**DATA**
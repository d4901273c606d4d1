/// Formats an atomic amount as a fixed-point coin value with trailing zeros trimmed.
///
/// The number of decimals is the digit count of `units_per_coin - 1`, so `1_000_000_000` gives
/// nine decimals. A `units_per_coin` of zero or one formats the raw amount.
///
/// ```
/// use explorer_core::utils::format_coin;
///
/// assert_eq!(format_coin(1_500_000_000, 1_000_000_000), "1.5");
/// assert_eq!(format_coin(2_000_000_000, 1_000_000_000), "2");
/// ```
#[must_use]
pub fn format_coin(atomic: u64, units_per_coin: u64) -> String {
    if units_per_coin <= 1 {
        return atomic.to_string();
    }

    let whole = atomic / units_per_coin;
    let fraction = atomic % units_per_coin;
    if fraction == 0 {
        return whole.to_string();
    }

    let decimals = (units_per_coin - 1).to_string().len();
    let digits = format!("{fraction:0decimals$}");
    format!("{whole}.{}", digits.trim_end_matches('0'))
}

/// Scales `value` to a `K`/`M`/`G` suffix with two decimals.
#[must_use]
pub fn format_unit(value: f64) -> String {
    const K: f64 = 1_000.0;
    const M: f64 = 1_000_000.0;
    const G: f64 = 1_000_000_000.0;

    if value > G {
        format!("{:.2}G", value / G)
    } else if value > M {
        format!("{:.2}M", value / M)
    } else if value > K {
        format!("{:.2}K", value / K)
    } else {
        format!("{value:.2}")
    }
}

/// Returns true for a 64-character hexadecimal string (block hash or transaction id).
#[must_use]
pub fn is_hex64(s: &str) -> bool {
    s.len() == 64 && s.bytes().all(|b| b.is_ascii_hexdigit())
}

**BRIEF**
From the material above, please return each line containing "atomic".

**RESULT OF THE EXERCISE**
/// Formats an atomic amount as a fixed-point coin value with trailing zeros trimmed.
pub fn format_coin(atomic: u64, units_per_coin: u64) -> String {
        return atomic.to_string();
    let whole = atomic / units_per_coin;
    let fraction = atomic % units_per_coin;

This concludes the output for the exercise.